**EXERCISE REQUIREMENTS:** Exactly how many lines in the data below contain the string "false"? Give that number and nothing else.

**Data excerpts:**
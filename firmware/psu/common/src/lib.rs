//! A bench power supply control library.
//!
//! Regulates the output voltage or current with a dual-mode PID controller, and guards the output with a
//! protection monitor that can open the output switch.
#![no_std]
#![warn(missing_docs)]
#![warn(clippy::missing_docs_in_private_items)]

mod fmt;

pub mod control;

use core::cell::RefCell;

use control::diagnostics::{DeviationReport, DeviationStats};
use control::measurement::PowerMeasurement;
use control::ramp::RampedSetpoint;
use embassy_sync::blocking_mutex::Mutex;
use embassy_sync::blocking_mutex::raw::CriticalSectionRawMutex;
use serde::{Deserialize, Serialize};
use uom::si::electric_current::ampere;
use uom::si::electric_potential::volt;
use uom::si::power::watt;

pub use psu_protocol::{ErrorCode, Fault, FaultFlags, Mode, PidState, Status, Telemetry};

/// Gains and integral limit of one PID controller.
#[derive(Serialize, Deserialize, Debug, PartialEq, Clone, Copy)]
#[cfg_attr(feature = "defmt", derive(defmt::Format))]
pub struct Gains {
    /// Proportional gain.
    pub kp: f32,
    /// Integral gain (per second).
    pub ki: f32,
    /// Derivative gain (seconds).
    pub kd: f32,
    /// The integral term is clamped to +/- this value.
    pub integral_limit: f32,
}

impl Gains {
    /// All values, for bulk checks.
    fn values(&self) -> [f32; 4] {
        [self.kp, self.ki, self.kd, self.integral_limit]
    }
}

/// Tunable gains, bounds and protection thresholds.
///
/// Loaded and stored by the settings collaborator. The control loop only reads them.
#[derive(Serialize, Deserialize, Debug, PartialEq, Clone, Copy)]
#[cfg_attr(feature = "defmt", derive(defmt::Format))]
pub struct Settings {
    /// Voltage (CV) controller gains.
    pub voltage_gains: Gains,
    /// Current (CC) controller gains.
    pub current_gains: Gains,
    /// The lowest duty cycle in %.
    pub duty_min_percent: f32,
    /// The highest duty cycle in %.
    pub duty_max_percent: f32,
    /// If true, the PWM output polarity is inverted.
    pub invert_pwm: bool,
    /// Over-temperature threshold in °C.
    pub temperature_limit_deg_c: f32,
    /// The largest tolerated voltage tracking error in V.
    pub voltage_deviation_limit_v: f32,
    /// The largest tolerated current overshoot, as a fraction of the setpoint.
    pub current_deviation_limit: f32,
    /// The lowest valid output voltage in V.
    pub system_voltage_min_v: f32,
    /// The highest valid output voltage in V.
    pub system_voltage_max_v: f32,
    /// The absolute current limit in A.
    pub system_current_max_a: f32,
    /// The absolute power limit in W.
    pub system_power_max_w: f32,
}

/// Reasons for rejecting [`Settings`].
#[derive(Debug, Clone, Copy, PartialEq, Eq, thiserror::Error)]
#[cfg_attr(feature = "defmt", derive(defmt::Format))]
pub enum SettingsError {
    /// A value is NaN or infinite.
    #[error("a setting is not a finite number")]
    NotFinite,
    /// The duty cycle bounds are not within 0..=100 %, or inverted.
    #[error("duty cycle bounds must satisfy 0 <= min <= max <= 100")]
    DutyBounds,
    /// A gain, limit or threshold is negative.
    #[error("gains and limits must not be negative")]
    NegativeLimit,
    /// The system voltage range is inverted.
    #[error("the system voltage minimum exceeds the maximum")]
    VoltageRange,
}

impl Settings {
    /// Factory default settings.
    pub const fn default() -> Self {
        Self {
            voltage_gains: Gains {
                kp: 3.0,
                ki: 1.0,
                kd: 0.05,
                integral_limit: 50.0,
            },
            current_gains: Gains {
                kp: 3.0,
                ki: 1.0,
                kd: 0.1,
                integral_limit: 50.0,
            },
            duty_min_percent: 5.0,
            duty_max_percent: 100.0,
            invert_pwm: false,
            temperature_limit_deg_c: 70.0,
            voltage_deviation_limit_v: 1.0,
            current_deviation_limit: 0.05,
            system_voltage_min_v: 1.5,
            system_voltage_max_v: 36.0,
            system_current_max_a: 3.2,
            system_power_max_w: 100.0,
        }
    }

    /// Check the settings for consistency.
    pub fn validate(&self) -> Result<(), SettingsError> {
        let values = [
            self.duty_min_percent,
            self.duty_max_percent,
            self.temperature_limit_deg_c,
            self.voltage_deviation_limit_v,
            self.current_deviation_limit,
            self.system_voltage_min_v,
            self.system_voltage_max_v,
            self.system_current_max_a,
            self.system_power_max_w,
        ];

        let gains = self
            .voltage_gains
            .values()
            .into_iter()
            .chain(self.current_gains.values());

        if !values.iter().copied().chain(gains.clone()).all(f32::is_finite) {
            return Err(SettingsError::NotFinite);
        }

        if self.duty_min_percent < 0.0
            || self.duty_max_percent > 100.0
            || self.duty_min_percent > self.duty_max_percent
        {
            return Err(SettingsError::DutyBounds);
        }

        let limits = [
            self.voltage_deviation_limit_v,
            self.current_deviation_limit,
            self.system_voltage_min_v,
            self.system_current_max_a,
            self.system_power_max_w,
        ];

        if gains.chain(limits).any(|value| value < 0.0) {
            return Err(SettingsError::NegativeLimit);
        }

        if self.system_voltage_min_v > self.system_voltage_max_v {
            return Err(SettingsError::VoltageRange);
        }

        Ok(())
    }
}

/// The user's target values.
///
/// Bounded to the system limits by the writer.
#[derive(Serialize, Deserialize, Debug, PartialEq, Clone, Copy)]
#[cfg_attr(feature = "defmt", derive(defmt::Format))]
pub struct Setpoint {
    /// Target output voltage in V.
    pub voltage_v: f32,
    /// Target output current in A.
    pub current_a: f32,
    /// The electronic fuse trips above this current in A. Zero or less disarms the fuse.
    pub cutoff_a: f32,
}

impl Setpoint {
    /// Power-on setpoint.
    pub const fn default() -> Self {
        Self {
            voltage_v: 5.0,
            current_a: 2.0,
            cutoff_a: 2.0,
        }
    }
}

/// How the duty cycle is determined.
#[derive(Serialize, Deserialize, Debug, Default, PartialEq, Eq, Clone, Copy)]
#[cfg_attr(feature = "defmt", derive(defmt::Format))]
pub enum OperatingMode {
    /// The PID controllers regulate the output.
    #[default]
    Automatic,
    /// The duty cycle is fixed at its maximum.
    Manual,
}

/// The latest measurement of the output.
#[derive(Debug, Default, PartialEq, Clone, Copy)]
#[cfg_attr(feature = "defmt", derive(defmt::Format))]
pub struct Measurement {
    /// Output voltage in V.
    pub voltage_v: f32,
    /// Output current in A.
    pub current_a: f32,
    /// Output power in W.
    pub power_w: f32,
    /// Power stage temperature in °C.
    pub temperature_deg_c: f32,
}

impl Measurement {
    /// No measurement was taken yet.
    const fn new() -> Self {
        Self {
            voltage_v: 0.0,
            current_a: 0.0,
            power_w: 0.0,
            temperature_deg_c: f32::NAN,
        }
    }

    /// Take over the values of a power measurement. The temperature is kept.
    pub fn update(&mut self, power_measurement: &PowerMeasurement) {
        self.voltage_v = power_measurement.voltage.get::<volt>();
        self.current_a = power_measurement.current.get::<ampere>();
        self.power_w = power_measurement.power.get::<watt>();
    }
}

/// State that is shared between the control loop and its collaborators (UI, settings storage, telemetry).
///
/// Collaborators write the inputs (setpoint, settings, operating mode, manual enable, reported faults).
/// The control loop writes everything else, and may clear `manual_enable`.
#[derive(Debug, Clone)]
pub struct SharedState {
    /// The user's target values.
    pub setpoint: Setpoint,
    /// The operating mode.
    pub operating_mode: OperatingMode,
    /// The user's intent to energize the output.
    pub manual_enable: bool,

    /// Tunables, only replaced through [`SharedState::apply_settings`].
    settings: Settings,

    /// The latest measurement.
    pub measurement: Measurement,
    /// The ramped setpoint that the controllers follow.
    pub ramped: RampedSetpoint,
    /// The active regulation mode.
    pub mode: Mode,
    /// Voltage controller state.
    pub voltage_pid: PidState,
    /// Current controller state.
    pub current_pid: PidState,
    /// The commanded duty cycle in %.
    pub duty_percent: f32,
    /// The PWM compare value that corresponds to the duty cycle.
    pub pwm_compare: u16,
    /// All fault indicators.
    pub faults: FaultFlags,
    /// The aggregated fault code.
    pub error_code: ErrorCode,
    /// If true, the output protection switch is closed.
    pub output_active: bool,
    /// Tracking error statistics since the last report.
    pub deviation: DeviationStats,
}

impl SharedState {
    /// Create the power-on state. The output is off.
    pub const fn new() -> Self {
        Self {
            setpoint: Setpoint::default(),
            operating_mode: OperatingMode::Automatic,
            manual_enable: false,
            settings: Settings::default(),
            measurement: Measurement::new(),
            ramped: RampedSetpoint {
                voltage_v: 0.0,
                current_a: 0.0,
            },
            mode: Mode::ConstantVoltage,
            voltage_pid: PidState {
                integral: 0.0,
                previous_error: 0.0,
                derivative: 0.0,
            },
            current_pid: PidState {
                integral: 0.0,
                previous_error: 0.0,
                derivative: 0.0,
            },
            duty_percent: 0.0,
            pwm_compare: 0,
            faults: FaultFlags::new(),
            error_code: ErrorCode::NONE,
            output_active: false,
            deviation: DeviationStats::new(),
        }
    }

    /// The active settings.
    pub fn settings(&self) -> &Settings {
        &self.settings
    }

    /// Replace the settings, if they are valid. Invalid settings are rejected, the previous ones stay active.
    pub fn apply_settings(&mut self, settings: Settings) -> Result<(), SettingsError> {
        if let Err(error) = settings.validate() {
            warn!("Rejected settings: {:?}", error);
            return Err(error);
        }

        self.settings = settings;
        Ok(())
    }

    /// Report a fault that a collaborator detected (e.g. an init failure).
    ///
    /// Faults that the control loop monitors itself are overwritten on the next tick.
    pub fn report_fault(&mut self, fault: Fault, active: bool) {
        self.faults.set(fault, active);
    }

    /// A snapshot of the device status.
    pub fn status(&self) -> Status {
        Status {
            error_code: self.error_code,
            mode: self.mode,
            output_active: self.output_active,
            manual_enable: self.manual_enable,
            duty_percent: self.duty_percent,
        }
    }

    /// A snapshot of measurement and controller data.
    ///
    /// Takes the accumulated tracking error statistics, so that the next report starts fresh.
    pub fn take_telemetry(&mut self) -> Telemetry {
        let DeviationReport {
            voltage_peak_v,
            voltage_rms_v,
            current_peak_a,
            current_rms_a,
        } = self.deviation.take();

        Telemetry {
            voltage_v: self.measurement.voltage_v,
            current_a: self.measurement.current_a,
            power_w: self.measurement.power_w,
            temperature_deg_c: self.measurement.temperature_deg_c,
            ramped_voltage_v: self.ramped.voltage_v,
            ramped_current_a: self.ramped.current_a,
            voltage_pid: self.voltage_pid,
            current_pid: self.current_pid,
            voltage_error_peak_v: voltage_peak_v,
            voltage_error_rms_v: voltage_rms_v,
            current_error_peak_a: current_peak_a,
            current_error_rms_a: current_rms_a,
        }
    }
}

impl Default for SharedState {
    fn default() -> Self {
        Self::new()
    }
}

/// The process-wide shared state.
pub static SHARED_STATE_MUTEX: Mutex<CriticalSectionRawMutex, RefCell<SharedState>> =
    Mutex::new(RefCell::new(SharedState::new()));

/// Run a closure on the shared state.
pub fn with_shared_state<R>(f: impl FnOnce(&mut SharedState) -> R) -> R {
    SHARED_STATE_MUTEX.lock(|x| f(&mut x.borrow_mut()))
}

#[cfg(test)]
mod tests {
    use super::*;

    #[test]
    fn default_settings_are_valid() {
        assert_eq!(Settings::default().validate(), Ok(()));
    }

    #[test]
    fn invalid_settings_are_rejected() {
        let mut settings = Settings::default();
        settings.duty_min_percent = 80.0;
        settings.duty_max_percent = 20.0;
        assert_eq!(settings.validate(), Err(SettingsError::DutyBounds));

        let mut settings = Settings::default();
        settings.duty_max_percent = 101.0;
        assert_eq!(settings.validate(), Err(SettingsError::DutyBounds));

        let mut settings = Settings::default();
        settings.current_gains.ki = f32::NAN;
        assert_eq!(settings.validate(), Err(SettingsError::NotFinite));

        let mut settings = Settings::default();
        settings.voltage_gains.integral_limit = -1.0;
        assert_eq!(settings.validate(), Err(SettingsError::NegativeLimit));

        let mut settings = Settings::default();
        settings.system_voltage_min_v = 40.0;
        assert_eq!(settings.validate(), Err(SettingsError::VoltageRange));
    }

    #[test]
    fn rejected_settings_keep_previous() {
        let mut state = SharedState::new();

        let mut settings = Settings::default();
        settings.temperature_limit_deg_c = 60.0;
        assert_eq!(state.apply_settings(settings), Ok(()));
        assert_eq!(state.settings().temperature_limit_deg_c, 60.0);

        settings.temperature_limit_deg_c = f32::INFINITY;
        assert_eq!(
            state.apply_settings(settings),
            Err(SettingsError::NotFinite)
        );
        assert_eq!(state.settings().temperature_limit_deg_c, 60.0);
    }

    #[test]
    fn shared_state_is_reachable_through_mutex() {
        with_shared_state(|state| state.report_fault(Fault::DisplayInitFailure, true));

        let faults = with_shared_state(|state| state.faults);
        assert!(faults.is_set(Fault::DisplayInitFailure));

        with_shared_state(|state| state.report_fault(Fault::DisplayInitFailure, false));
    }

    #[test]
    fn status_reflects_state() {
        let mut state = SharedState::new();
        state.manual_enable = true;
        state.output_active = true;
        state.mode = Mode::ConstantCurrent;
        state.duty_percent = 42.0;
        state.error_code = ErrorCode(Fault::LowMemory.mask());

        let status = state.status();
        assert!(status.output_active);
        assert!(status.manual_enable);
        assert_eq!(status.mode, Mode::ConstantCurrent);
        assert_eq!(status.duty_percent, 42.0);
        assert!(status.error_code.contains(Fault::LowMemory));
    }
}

**OUTPUT BELOW:** 4